Set down exactly the lines in the records below that run from the line with "return Err(ConfigError::UnknownSlice(m.name.clone()));" to the line with "then name ascending.", inclusive, and nothing more.

Segment Start: Given data

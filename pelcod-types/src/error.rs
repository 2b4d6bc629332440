pub type Result<T> = std::result::Result<T, Error>;

#[derive(Debug, thiserror::Error)]
pub enum Error {
    #[error("Validation error: {0}")]
    Validation(String),
}
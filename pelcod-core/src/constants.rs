//! Protocol constants

use std::time::Duration;

/// Default serial device path
pub const DEFAULT_PORT: &str = "/dev/ttyUSB0";

/// Default RS-485 baud rate
pub const DEFAULT_BAUD_RATE: u32 = 4800;

/// Baud rates the protocol family is deployed at
pub const SUPPORTED_BAUD_RATES: [u32; 2] = [4800, 9600];

/// Default device address on the bus
pub const DEFAULT_CAMERA_ADDRESS: u8 = 1;

/// Address 0 is a broadcast by common deployment convention; the codec
/// does not enforce it
pub const BROADCAST_ADDRESS: u8 = 0;

/// Default serial read timeout
pub const DEFAULT_SERIAL_TIMEOUT: Duration = Duration::from_millis(100);

/// Opcode (word4) of the part-number query command
///
/// Not part of the extended catalog: its reply is the 5-byte part-number
/// layout rather than the alarm-status echo.
pub const QUERY_OPCODE: u8 = 0x45;
use crate::core::patterns::GlobList;
use crate::domain::errors::ConfigError;
use crate::domain::models::{PathCandidate, SelectedFile, Selection, Slice};
use log::{debug, info};
use std::collections::BTreeMap;

/// A run-time `+name` / `-name` slice toggle.
#[derive(Debug, Clone, PartialEq, Eq)]
pub struct Modifier {
    pub name: String,
    pub enable: bool,
}

pub fn is_valid_slice_name(name: &str) -> bool {
    let mut chars = name.chars();
    match chars.next() {
        Some(c) if c.is_ascii_alphanumeric() => {}
        _ => return false,
    }
    chars.all(|c| c.is_ascii_alphanumeric() || c == '_' || c == '-')
}

pub fn is_modifier(arg: &str) -> bool {
    arg.starts_with('+') || arg.starts_with('-')
}

pub fn parse_modifiers<S: AsRef<str>>(args: &[S]) -> Result<Vec<Modifier>, ConfigError> {
    let mut mods = Vec::with_capacity(args.len());
    for arg in args.iter().map(AsRef::as_ref) {
        if arg.is_empty() {
            continue;
        }
        let enable = match arg.as_bytes()[0] {
            b'+' => true,
            b'-' => false,
            _ => return Err(ConfigError::InvalidModifier(arg.to_string())),
        };
        let name = &arg[1..];
        if !is_valid_slice_name(name) {
            return Err(ConfigError::InvalidSliceName(name.to_string()));
        }
        mods.push(Modifier {
            name: name.to_string(),
            enable,
        });
    }
    Ok(mods)
}

/// Resolves the enabled slice set for a profile's list plus modifiers, name-ascending.
pub fn resolve_enabled(
    profile_enables: &[String],
    known: &BTreeMap<String, Slice>,
    mods: &[Modifier],
) -> Result<Vec<String>, ConfigError> {
    let mut enabled: BTreeMap<&str, bool> = BTreeMap::new();
    for name in profile_enables {
        if !known.contains_key(name) {
            return Err(ConfigError::UnknownSlice(name.clone()));
        }
        enabled.insert(name, true);
    }
    for m in mods {
        if !known.contains_key(&m.name) {
            return Err(ConfigError::UnknownSlice(m.name.clone()));
        }
        enabled.insert(&m.name, m.enable);
    }
    Ok(enabled
        .into_iter()
        .filter(|(_, on)| *on)
        .map(|(name, _)| name.to_string())
        .collect())
}

/// Display order: priority descending, then name ascending.
pub fn order_by_priority(enabled: &[String], known: &BTreeMap<String, Slice>) -> Vec<String> {
    let mut out = enabled.to_vec();
    out.sort_by(|a, b| {
        let pa = known.get(a).map_or(0, |s| s.priority);
        let pb = known.get(b).map_or(0, |s| s.priority);
        pb.cmp(&pa).then_with(|| a.cmp(b))
    });
    out
}

/// Outcome of matching one path against one slice.
#[derive(Debug, Clone, Default, PartialEq, Eq)]
pub struct SliceMatch {
    pub member: bool,
    pub include_pattern: Option<String>,
    pub include_explicit_hidden: bool,
    pub exclude_pattern: Option<String>,
    pub hidden_blocked: bool,
}

/// One slice with its globs compiled.
#[derive(Debug, Clone)]
pub struct SliceMatcher {
    pub name: String,
    pub priority: i32,
    include: GlobList,
    exclude: GlobList,
}

impl SliceMatcher {
    pub fn new(slice: &Slice) -> Self {
        Self {
            name: slice.name.clone(),
            priority: slice.priority,
            include: GlobList::new(&slice.include),
            exclude: GlobList::new(&slice.exclude),
        }
    }

    /// Member iff an include glob matches and no exclude glob does. Hidden paths
    /// additionally need `allow_hidden` or an include pattern that names a
    /// dot-segment explicitly.
    pub fn match_path(&self, rel_path: &str, is_hidden: bool, allow_hidden: bool) -> SliceMatch {
        let include_pattern = self.include.first_match(rel_path).map(str::to_string);
        let exclude_pattern = self.exclude.first_match(rel_path).map(str::to_string);
        let include_explicit_hidden =
            include_pattern.is_some() && self.include.matches_explicit_hidden(rel_path);
        let hidden_blocked =
            include_pattern.is_some() && is_hidden && !allow_hidden && !include_explicit_hidden;

        SliceMatch {
            member: include_pattern.is_some() && exclude_pattern.is_none() && !hidden_blocked,
            include_pattern,
            include_explicit_hidden,
            exclude_pattern,
            hidden_blocked,
        }
    }
}

/// Assigns member slices and a primary slice to every candidate.
pub struct MembershipResolver {
    matchers: Vec<SliceMatcher>,
    allow_hidden: bool,
}

impl MembershipResolver {
    pub fn new(enabled: &[&Slice], allow_hidden: bool) -> Result<Self, ConfigError> {
        if enabled.is_empty() {
            return Err(ConfigError::NoEnabledSlices);
        }
        let mut matchers: Vec<SliceMatcher> = enabled.iter().map(|s| SliceMatcher::new(s)).collect();
        matchers.sort_by(|a, b| a.name.cmp(&b.name));
        Ok(Self {
            matchers,
            allow_hidden,
        })
    }

    /// Member slice names, ascending.
    pub fn members(&self, rel_path: &str, is_hidden: bool) -> Vec<&SliceMatcher> {
        self.matchers
            .iter()
            .filter(|m| m.match_path(rel_path, is_hidden, self.allow_hidden).member)
            .collect()
    }

    /// Splits candidates into included and dropped selections. Files outside
    /// every enabled slice are left out entirely.
    pub fn resolve(&self, candidates: &[PathCandidate]) -> Selection {
        let mut selection = Selection::default();

        for candidate in candidates {
            let members = self.members(&candidate.rel_path, candidate.is_hidden);
            let Some((primary_slice, primary_priority)) = primary(&members) else {
                continue;
            };

            let file = SelectedFile {
                rel_path: candidate.rel_path.clone(),
                abs_path: candidate.abs_path.clone(),
                size_bytes: candidate.size_bytes,
                is_hidden: candidate.is_hidden,
                slices: members.iter().map(|m| m.name.clone()).collect(),
                primary_slice,
                primary_priority,
                exclusion: candidate.exclusion.clone(),
            };

            debug!(
                "Selected {} slices={:?} primary={} excluded={}",
                file.rel_path,
                file.slices,
                file.primary_slice,
                file.exclusion.is_some()
            );
            if file.exclusion.is_some() {
                selection.dropped.push(file);
            } else {
                selection.included.push(file);
            }
        }

        selection.included.sort_by(|a, b| a.rel_path.cmp(&b.rel_path));
        selection.dropped.sort_by(|a, b| a.rel_path.cmp(&b.rel_path));
        info!(
            "Selection: {} included, {} dropped",
            selection.included.len(),
            selection.dropped.len()
        );
        selection
    }
}

/// Highest priority wins; equal priorities go to the name that sorts first.
fn primary(members: &[&SliceMatcher]) -> Option<(String, i32)> {
    members
        .iter()
        .min_by(|a, b| b.priority.cmp(&a.priority).then_with(|| a.name.cmp(&b.name)))
        .map(|m| (m.name.clone(), m.priority))
}

#[cfg(test)]
mod tests {
    use super::*;
    use crate::domain::models::{Exclusion, ExclusionReason};
    use std::path::PathBuf;

    fn slice(name: &str, include: &[&str], exclude: &[&str], priority: i32) -> Slice {
        Slice {
            name: name.to_string(),
            include: include.iter().map(|s| s.to_string()).collect(),
            exclude: exclude.iter().map(|s| s.to_string()).collect(),
            priority,
        }
    }

    fn candidate(rel: &str) -> PathCandidate {
        PathCandidate {
            rel_path: rel.to_string(),
            abs_path: PathBuf::from("/repo").join(rel),
            size_bytes: 1,
            is_hidden: crate::core::patterns::is_hidden_rel(rel),
            exclusion: None,
        }
    }

    fn known(slices: &[Slice]) -> BTreeMap<String, Slice> {
        slices.iter().map(|s| (s.name.clone(), s.clone())).collect()
    }

    #[test]
    fn test_parse_modifiers() {
        let mods = parse_modifiers(&["+tests", "-docs", ""]).unwrap();
        assert_eq!(
            mods,
            vec![
                Modifier {
                    name: "tests".to_string(),
                    enable: true
                },
                Modifier {
                    name: "docs".to_string(),
                    enable: false
                },
            ]
        );

        assert!(matches!(
            parse_modifiers(&["tests"]),
            Err(ConfigError::InvalidModifier(_))
        ));
        assert!(matches!(
            parse_modifiers(&["+a/b"]),
            Err(ConfigError::InvalidSliceName(_))
        ));
        assert!(matches!(
            parse_modifiers(&["+"]),
            Err(ConfigError::InvalidSliceName(_))
        ));
    }

    #[test]
    fn test_resolve_enabled_applies_modifiers() {
        let known = known(&[
            slice("api", &["**/*.go"], &[], 100),
            slice("tests", &["**/*_test.go"], &[], 10),
            slice("docs", &["docs/**"], &[], 1),
        ]);
        let profile = vec!["api".to_string(), "docs".to_string()];
        let mods = parse_modifiers(&["+tests", "-docs"]).unwrap();

        let enabled = resolve_enabled(&profile, &known, &mods).unwrap();
        assert_eq!(enabled, vec!["api", "tests"]);

        let unknown = parse_modifiers(&["+nope"]).unwrap();
        assert!(matches!(
            resolve_enabled(&profile, &known, &unknown),
            Err(ConfigError::UnknownSlice(name)) if name == "nope"
        ));
    }

    #[test]
    fn test_order_by_priority() {
        let known = known(&[
            slice("b", &[], &[], 5),
            slice("a", &[], &[], 5),
            slice("z", &[], &[], 50),
        ]);
        let ordered = order_by_priority(&["a".into(), "b".into(), "z".into()], &known);
        assert_eq!(ordered, vec!["z", "a", "b"]);
    }

    #[test]
    fn test_exclude_beats_include() {
        let matcher = SliceMatcher::new(&slice("api", &["src/**"], &["src/gen/**"], 1));

        assert!(matcher.match_path("src/lib.rs", false, false).member);
        let m = matcher.match_path("src/gen/out.rs", false, false);
        assert!(!m.member);
        assert_eq!(m.include_pattern.as_deref(), Some("src/**"));
        assert_eq!(m.exclude_pattern.as_deref(), Some("src/gen/**"));
    }

    #[test]
    fn test_hidden_needs_explicit_pattern() {
        let all = SliceMatcher::new(&slice("all", &["**/*"], &[], 1));
        let ci = SliceMatcher::new(&slice("ci", &[".github/**"], &[], 1));
        let path = ".github/workflows/ci.yml";

        let m = all.match_path(path, true, false);
        assert!(!m.member);
        assert!(m.hidden_blocked);

        let m = ci.match_path(path, true, false);
        assert!(m.member);
        assert!(m.include_explicit_hidden);

        assert!(all.match_path(path, true, true).member);
    }

    #[test]
    fn test_resolve_primary_and_hidden_rules() {
        let slices = [
            slice("all", &["**/*"], &[], 1),
            slice("dot", &[".github/**"], &[], 10),
        ];
        let refs: Vec<&Slice> = slices.iter().collect();
        let resolver = MembershipResolver::new(&refs, false).unwrap();

        let selection = resolver.resolve(&[candidate(".github/workflows/ci.yml"), candidate("README.md")]);

        assert_eq!(selection.included.len(), 2);
        let hidden = &selection.included[0];
        assert_eq!(hidden.rel_path, ".github/workflows/ci.yml");
        assert_eq!(hidden.slices, vec!["dot"]);
        assert_eq!(hidden.primary_slice, "dot");
        assert_eq!(hidden.primary_priority, 10);

        let readme = &selection.included[1];
        assert_eq!(readme.slices, vec!["all"]);
        assert_eq!(readme.primary_slice, "all");
    }

    #[test]
    fn test_hidden_file_outside_every_slice_is_not_selected() {
        let slices = [slice("all", &["**/*"], &[], 1)];
        let refs: Vec<&Slice> = slices.iter().collect();
        let resolver = MembershipResolver::new(&refs, false).unwrap();

        let selection = resolver.resolve(&[candidate(".github/workflows/ci.yml")]);
        assert!(selection.included.is_empty());
        assert!(selection.dropped.is_empty());
    }

    #[test]
    fn test_equal_priority_primary_is_name_ascending() {
        let slices = [
            slice("zeta", &["**/*.rs"], &[], 7),
            slice("alpha", &["src/**"], &[], 7),
        ];
        let refs: Vec<&Slice> = slices.iter().collect();
        let resolver = MembershipResolver::new(&refs, false).unwrap();

        let selection = resolver.resolve(&[candidate("src/lib.rs")]);
        let file = &selection.included[0];
        assert_eq!(file.slices, vec!["alpha", "zeta"]);
        assert_eq!(file.primary_slice, "alpha");
    }

    #[test]
    fn test_excluded_member_becomes_dropped() {
        let slices = [slice("all", &["**/*"], &[], 1)];
        let refs: Vec<&Slice> = slices.iter().collect();
        let resolver = MembershipResolver::new(&refs, false).unwrap();

        let mut secret = candidate("config/secrets.yaml");
        secret.exclusion = Some(Exclusion::new(
            ExclusionReason::SensitiveRule,
            "sensitive.exclude_globs",
        ));
        let selection = resolver.resolve(&[secret, candidate("main.go")]);

        assert_eq!(selection.included.len(), 1);
        assert_eq!(selection.dropped.len(), 1);
        assert_eq!(selection.dropped[0].rel_path, "config/secrets.yaml");
        assert_eq!(
            selection.dropped[0].exclusion.as_ref().unwrap().reason,
            ExclusionReason::SensitiveRule
        );
    }

    #[test]
    fn test_no_enabled_slices_is_an_error() {
        assert!(matches!(
            MembershipResolver::new(&[], false),
            Err(ConfigError::NoEnabledSlices)
        ));
    }
}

Segment End: Given data

Output of the task »
            return Err(ConfigError::UnknownSlice(m.name.clone()));
        }
        enabled.insert(&m.name, m.enable);
    }
    Ok(enabled
        .into_iter()
        .filter(|(_, on)| *on)
        .map(|(name, _)| name.to_string())
        .collect())
}

/// Display order: priority descending, then name ascending.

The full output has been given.